COVID-19 e dimezzamento di Bitcoin
Per ora, la Cina domina ancora il settore, controllando il 65% del tasso di hashish. Con la stagione dei monsoni in corso in Cina, gli esperti si aspettano che i minatori vedranno una redditività ancora maggiore man mano che l’elettricità diventa abbondante.
Nel 2023, l’industria è stata costretta a resistere a più tempeste, inclusa la pandemia COVID-19, che ha colpito la fornitura di hardware ai minatori. A seguito del dimezzamento di Bitcoin, anche il prezzo di mercato spot di BTC non ha visto alcuna spinta al rialzo, costringendo le operazioni di mining più piccole a chiudere.
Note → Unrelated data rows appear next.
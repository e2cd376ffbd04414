//! Common types used by the various engine components.
pub mod api;
pub mod crypto;
pub mod error;
pub mod util;


pub use self::error::{Error, ErrorKind};

//------------ Response Aliases ----------------------------------------------

pub type CaEmptyResult = std::result::Result<(), self::error::Error>;
pub type CaResult<T> = std::result::Result<T, self::error::Error>;
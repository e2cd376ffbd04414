//! Publishers are notified of certificate and CRL lifecycle events.

use std::fmt;

use log::info;

use crate::commons::api::{
    CaCertificate, CertWithRevocationInfo, CrlInfo, RevocationInfo, Serial,
};


//------------ PublishError --------------------------------------------------

#[derive(Clone, Debug, Eq, PartialEq)]
pub struct PublishError(String);

impl PublishError {
    pub fn new(msg: impl fmt::Display) -> Self {
        PublishError(msg.to_string())
    }
}

impl fmt::Display for PublishError {
    fn fmt(&self, f: &mut fmt::Formatter) -> fmt::Result {
        f.write_str(&self.0)
    }
}

impl std::error::Error for PublishError {}

/// `Ok(false)` means the publisher declined without failing outright. The
/// engine treats it like an error and queues the event for a retry.
pub type PublishResult = Result<bool, PublishError>;


//------------ Publisher -----------------------------------------------------

pub trait Publisher: Send + Sync {
    fn name(&self) -> &str;

    /// Asynchronous publishers are never called directly by issuance and
    /// revocation. Their events always go through the publish queue.
    fn is_asynchronous(&self) -> bool;

    fn is_healthy(&self) -> bool;

    fn certificate_added(&self, cert: &CertWithRevocationInfo) -> PublishResult;

    fn certificate_revoked(&self, cert: &CertWithRevocationInfo) -> PublishResult;

    fn certificate_unrevoked(&self, cert: &CertWithRevocationInfo) -> PublishResult;

    fn certificate_removed(&self, serial: Serial) -> PublishResult;

    fn crl_added(&self, crl: &CrlInfo) -> PublishResult;

    fn ca_revoked(&self, ca: &CaCertificate, revocation: &RevocationInfo) -> PublishResult;

    fn ca_unrevoked(&self, ca: &CaCertificate) -> PublishResult;
}


//------------ LogPublisher --------------------------------------------------

/// Writes every event to the log.
pub struct LogPublisher {
    name: String,
}

impl LogPublisher {
    pub fn new(name: impl Into<String>) -> Self {
        LogPublisher { name: name.into() }
    }
}

impl Publisher for LogPublisher {
    fn name(&self) -> &str {
        &self.name
    }

    fn is_asynchronous(&self) -> bool {
        false
    }

    fn is_healthy(&self) -> bool {
        true
    }

    fn certificate_added(&self, cert: &CertWithRevocationInfo) -> PublishResult {
        info!(
            "[{}] added certificate {} for '{}' (profile {})",
            self.name,
            cert.cert().serial(),
            cert.cert().subject(),
            cert.cert().profile()
        );
        Ok(true)
    }

    fn certificate_revoked(&self, cert: &CertWithRevocationInfo) -> PublishResult {
        let reason = cert.revocation().map(|r| r.reason().to_string()).unwrap_or_default();
        info!(
            "[{}] revoked certificate {} with reason {}",
            self.name,
            cert.cert().serial(),
            reason
        );
        Ok(true)
    }

    fn certificate_unrevoked(&self, cert: &CertWithRevocationInfo) -> PublishResult {
        info!("[{}] unrevoked certificate {}", self.name, cert.cert().serial());
        Ok(true)
    }

    fn certificate_removed(&self, serial: Serial) -> PublishResult {
        info!("[{}] removed certificate {}", self.name, serial);
        Ok(true)
    }

    fn crl_added(&self, crl: &CrlInfo) -> PublishResult {
        info!(
            "[{}] added {} CRL {}",
            self.name,
            if crl.is_delta() { "delta" } else { "full" },
            crl.crl_number()
        );
        Ok(true)
    }

    fn ca_revoked(&self, ca: &CaCertificate, revocation: &RevocationInfo) -> PublishResult {
        info!(
            "[{}] CA '{}' revoked with reason {}",
            self.name,
            ca.subject(),
            revocation.reason()
        );
        Ok(true)
    }

    fn ca_unrevoked(&self, ca: &CaCertificate) -> PublishResult {
        info!("[{}] CA '{}' unrevoked", self.name, ca.subject());
        Ok(true)
    }
}
//! Defines all engine side errors.

use std::{error, fmt};

use crate::commons::api::{CrlReason, Serial};
use crate::commons::crypto::SignerError;
use crate::store::StoreError;


//------------ ErrorKind -----------------------------------------------------

/// The category of an [`Error`].
///
/// Front ends map these onto their own status codes.
#[derive(Clone, Copy, Debug, Eq, PartialEq)]
pub enum ErrorKind {
    BadCertTemplate,
    UnknownProfile,
    UnknownCert,
    UnknownPublisher,
    AlreadyIssued,
    CertRevoked,
    CertUnrevoked,
    NotPermitted,
    InsufficientPermission,
    InvalidExtension,
    CrlFailure,
    SystemUnavailable,
    SystemFailure,
}

impl fmt::Display for ErrorKind {
    fn fmt(&self, f: &mut fmt::Formatter) -> fmt::Result {
        let s = match self {
            ErrorKind::BadCertTemplate => "bad certificate template",
            ErrorKind::UnknownProfile => "unknown profile",
            ErrorKind::UnknownCert => "unknown certificate",
            ErrorKind::UnknownPublisher => "unknown publisher",
            ErrorKind::AlreadyIssued => "already issued",
            ErrorKind::CertRevoked => "certificate revoked",
            ErrorKind::CertUnrevoked => "certificate not revoked",
            ErrorKind::NotPermitted => "not permitted",
            ErrorKind::InsufficientPermission => "insufficient permission",
            ErrorKind::InvalidExtension => "invalid extension",
            ErrorKind::CrlFailure => "CRL failure",
            ErrorKind::SystemUnavailable => "system unavailable",
            ErrorKind::SystemFailure => "system failure",
        };
        f.write_str(s)
    }
}


//------------ Error ---------------------------------------------------------

#[derive(Debug)]
pub enum Error {
    //-----------------------------------------------------------------
    // Request Issues
    //-----------------------------------------------------------------
    BadCertTemplate(String),
    UnknownProfile(String),
    UnknownCert(Serial),
    UnknownPublisher(String),
    InvalidExtension(String),

    //-----------------------------------------------------------------
    // State Issues
    //-----------------------------------------------------------------
    AlreadyIssued(String),
    CertRevoked(Serial, CrlReason),
    CertUnrevoked(Serial),

    //-----------------------------------------------------------------
    // Policy Issues
    //-----------------------------------------------------------------
    NotPermitted(String),
    InsufficientPermission(String),

    //-----------------------------------------------------------------
    // CRL Issues
    //-----------------------------------------------------------------
    CrlFailure(String),

    //-----------------------------------------------------------------
    // System Issues
    //-----------------------------------------------------------------
    SystemUnavailable(String),
    SystemFailure(String),
    Store(StoreError),
    Signer(SignerError),
}

impl Error {
    pub fn kind(&self) -> ErrorKind {
        match self {
            Error::BadCertTemplate(_) => ErrorKind::BadCertTemplate,
            Error::UnknownProfile(_) => ErrorKind::UnknownProfile,
            Error::UnknownCert(_) => ErrorKind::UnknownCert,
            Error::UnknownPublisher(_) => ErrorKind::UnknownPublisher,
            Error::InvalidExtension(_) => ErrorKind::InvalidExtension,
            Error::AlreadyIssued(_) => ErrorKind::AlreadyIssued,
            Error::CertRevoked(..) => ErrorKind::CertRevoked,
            Error::CertUnrevoked(_) => ErrorKind::CertUnrevoked,
            Error::NotPermitted(_) => ErrorKind::NotPermitted,
            Error::InsufficientPermission(_) => {
                ErrorKind::InsufficientPermission
            }
            Error::CrlFailure(_) => ErrorKind::CrlFailure,
            Error::SystemUnavailable(_) => ErrorKind::SystemUnavailable,
            Error::SystemFailure(_)
            | Error::Store(_)
            | Error::Signer(_) => ErrorKind::SystemFailure,
        }
    }

    pub fn bad_template(msg: impl fmt::Display) -> Self {
        Error::BadCertTemplate(msg.to_string())
    }

    pub fn already_issued(msg: impl fmt::Display) -> Self {
        Error::AlreadyIssued(msg.to_string())
    }

    pub fn not_permitted(msg: impl fmt::Display) -> Self {
        Error::NotPermitted(msg.to_string())
    }

    pub fn invalid_extension(msg: impl fmt::Display) -> Self {
        Error::InvalidExtension(msg.to_string())
    }

    pub fn crl(msg: impl fmt::Display) -> Self {
        Error::CrlFailure(msg.to_string())
    }

    pub fn system(msg: impl fmt::Display) -> Self {
        Error::SystemFailure(msg.to_string())
    }
}

impl fmt::Display for Error {
    fn fmt(&self, f: &mut fmt::Formatter) -> fmt::Result {
        match self {
            Error::BadCertTemplate(msg) => {
                write!(f, "Bad certificate template: {}", msg)
            }
            Error::UnknownProfile(name) => {
                write!(f, "Unknown certificate profile '{}'", name)
            }
            Error::UnknownCert(serial) => {
                write!(f, "Unknown certificate with serial {}", serial)
            }
            Error::UnknownPublisher(name) => {
                write!(f, "Unknown publisher '{}'", name)
            }
            Error::InvalidExtension(msg) => {
                write!(f, "Invalid extension: {}", msg)
            }
            Error::AlreadyIssued(msg) => write!(f, "Already issued: {}", msg),
            Error::CertRevoked(serial, reason) => {
                write!(
                    f, "Certificate {} is already revoked with reason {}",
                    serial, reason
                )
            }
            Error::CertUnrevoked(serial) => {
                write!(f, "Certificate {} is not revoked", serial)
            }
            Error::NotPermitted(msg) => write!(f, "Not permitted: {}", msg),
            Error::InsufficientPermission(msg) => {
                write!(f, "Insufficient permission: {}", msg)
            }
            Error::CrlFailure(msg) => write!(f, "CRL failure: {}", msg),
            Error::SystemUnavailable(msg) => {
                write!(f, "System unavailable: {}", msg)
            }
            Error::SystemFailure(msg) => write!(f, "System failure: {}", msg),
            Error::Store(e) => write!(f, "Certificate store issue: {}", e),
            Error::Signer(e) => write!(f, "Signing issue: {}", e),
        }
    }
}

impl error::Error for Error {}

impl From<StoreError> for Error {
    fn from(e: StoreError) -> Self {
        Error::Store(e)
    }
}

impl From<SignerError> for Error {
    fn from(e: SignerError) -> Self {
        Error::Signer(e)
    }
}


//------------ Tests ---------------------------------------------------------
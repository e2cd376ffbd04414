//! Removing expired certificates from the store.

use chrono::{DateTime, TimeDelta, Utc};
use log::{debug, info, warn};

use crate::commons::api::Permission;
use crate::commons::{CaResult, Error};
use crate::constants::REMOVE_EXPIRED_BATCH_SIZE;
use crate::store::SerialFilter;

use super::{AuditEvent, RunGuard, X509Ca};


//------------ RemoveExpiredCertsTask ----------------------------------------

/// A queued request to remove certificates that expired before a cutoff.
#[derive(Clone, Debug, Eq, PartialEq)]
pub struct RemoveExpiredCertsTask {
    profile: Option<String>,
    user_like: Option<String>,

    /// The effective cutoff, never later than the CA's retention allows.
    expired_at: DateTime<Utc>,
    overlap: TimeDelta,

    /// The number of matching certificates when the task was created.
    estimated: usize,
}

impl RemoveExpiredCertsTask {
    pub fn profile(&self) -> Option<&str> {
        self.profile.as_deref()
    }

    pub fn user_like(&self) -> Option<&str> {
        self.user_like.as_deref()
    }

    pub fn expired_at(&self) -> DateTime<Utc> {
        self.expired_at
    }

    pub fn estimated(&self) -> usize {
        self.estimated
    }

    fn filter(&self) -> SerialFilter {
        SerialFilter {
            revoked_only: false,
            expired_before: Some(self.expired_at - self.overlap),
            profile: self.profile.clone(),
            user_like: self.user_like.clone(),
        }
    }
}


//------------ Reaper --------------------------------------------------------

impl X509Ca {
    /// Queues removal of the certificates that expired before `expired_at`.
    ///
    /// Certificates are kept for the CA's retention period no matter what
    /// `expired_at` says. The task runs on the next reaper tick.
    pub fn add_remove_expired_certs_task(
        &self,
        profile: Option<&str>,
        user_like: Option<&str>,
        expired_at: DateTime<Utc>,
    ) -> CaResult<RemoveExpiredCertsTask> {
        self.check_master()?;
        let ca = self.info();
        ca.check_permission(Permission::RemoveCert)?;

        let profile = match profile {
            Some(name) => Some(
                self.ctx
                    .profiles
                    .get(name)
                    .ok_or_else(|| Error::UnknownProfile(name.to_string()))?
                    .name()
                    .to_string(),
            ),
            None => None,
        };

        let retention = Utc::now() - TimeDelta::days(ca.keep_expired_certs_days());
        let mut task = RemoveExpiredCertsTask {
            profile,
            user_like: user_like.map(str::to_string),
            expired_at: expired_at.min(retention),
            overlap: ca.expired_certs_overlap(),
            estimated: 0,
        };
        task.estimated = self.ctx.store.count_serials(&task.filter())?;

        info!(
            "CA '{}' queued removal of about {} certificates expired before {}",
            ca.name(),
            task.estimated,
            task.expired_at
        );
        self.ctx
            .remove_expired_tasks
            .lock()
            .expect("poisoned lock")
            .push_back(task.clone());
        Ok(task)
    }

    /// The removal tasks still waiting to run.
    pub fn remove_expired_certs_tasks(&self) -> Vec<RemoveExpiredCertsTask> {
        self.ctx
            .remove_expired_tasks
            .lock()
            .expect("poisoned lock")
            .iter()
            .cloned()
            .collect()
    }

    /// Runs the oldest queued removal task.
    ///
    /// A task that did not remove every matching certificate goes back
    /// into the queue as a whole.
    pub fn remove_expired_certs(&self) -> CaResult<()> {
        if !self.ctx.manager.is_master() {
            return Ok(());
        }
        let Some(_running) = RunGuard::acquire(&self.ctx.reaper_running) else {
            debug!("Removal of expired certificates is already running");
            return Ok(());
        };

        let task = self
            .ctx
            .remove_expired_tasks
            .lock()
            .expect("poisoned lock")
            .pop_front();
        let Some(task) = task else {
            return Ok(());
        };

        let mut audit = AuditEvent::start("remove_expired_certs", &self.name());
        audit.param("expired_at", task.expired_at);
        if let Some(profile) = task.profile() {
            audit.param("profile", profile);
        }
        if let Some(user_like) = task.user_like() {
            audit.param("user_like", user_like);
        }

        let result = self.run_remove_expired_task(&task);
        match &result {
            Ok(removed) => audit.param("removed", removed),
            Err(_) => {
                warn!("Removal of expired certificates incomplete, queueing the task again");
                self.ctx
                    .remove_expired_tasks
                    .lock()
                    .expect("poisoned lock")
                    .push_back(task);
            }
        }
        audit.finish(&result);
        result.map(|_| ())
    }

    fn run_remove_expired_task(&self, task: &RemoveExpiredCertsTask) -> CaResult<usize> {
        let filter = task.filter();
        let mut after = None;
        let mut removed = 0;
        let mut failed = 0;

        loop {
            let serials = self.ctx.store.get_serials(after, REMOVE_EXPIRED_BATCH_SIZE, &filter)?;
            let Some(last) = serials.last() else {
                break;
            };
            after = Some(*last);
            let done = serials.len() < REMOVE_EXPIRED_BATCH_SIZE;

            for serial in serials {
                match self.remove_cert_internal(serial) {
                    Ok(()) => removed += 1,
                    Err(e) => {
                        warn!("Could not remove expired certificate {}: {}", serial, e);
                        failed += 1;
                    }
                }
            }
            if done {
                break;
            }
        }

        if failed > 0 {
            Err(Error::system(format!(
                "{} expired certificates could not be removed",
                failed
            )))
        } else {
            info!("CA '{}' removed {} expired certificates", self.name(), removed);
            Ok(removed)
        }
    }
}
Thomas Heller, direttore aziendale globale presso l’operatore di pool di mining di Bitcoin F2Pool, ha rivelato a Cointelegraph gli effetti del dimezzamento:
“Le entrate minerarie giornaliere sono scese da ~ $ 0,16 per TH / s prima del dimezzamento a $ 0,07 a luglio e ora sono di circa $ 0,10. I margini di profitto sono molto più ridotti e molte macchine di vecchia generazione sono state spente, ad eccezione di quelle che approfittano dei prezzi economici dell’energia Hydro Season in Cina “.
Whit Gibbs, CEO della società di mining di criptovalute Hashr8, ha fatto eco a sentimenti simili, dicendo a Cointelegraph che il post-dimezzamento è stato brutale: “Ovviamente ogni volta che si dimezza la ricompensa del blocco si ha un impatto diretto sui profitti di un minatore”. Ha continuato: “Aggiungete a ciò il fatto che, nonostante mesi di azione laterale sui prezzi, c’è stato anche un costante aumento delle difficoltà, non sono stati pochi mesi piacevoli per i minatori di Bitcoin”. Secondo Heller, anche l’accumulo laterale limitato al range ha giocato un ruolo importante:
“A causa del prezzo BTC, c’è stata molta meno richiesta di macchine di nuova generazione rispetto a 12 mesi prima. Alcune aziende negli Stati Uniti e all’estero hanno effettuato ordini molto ingenti da MicroBT e Bitmain, tuttavia, non ci aspettiamo enormi aumenti dell’hashrate di rete a causa del rallentamento delle vendite “.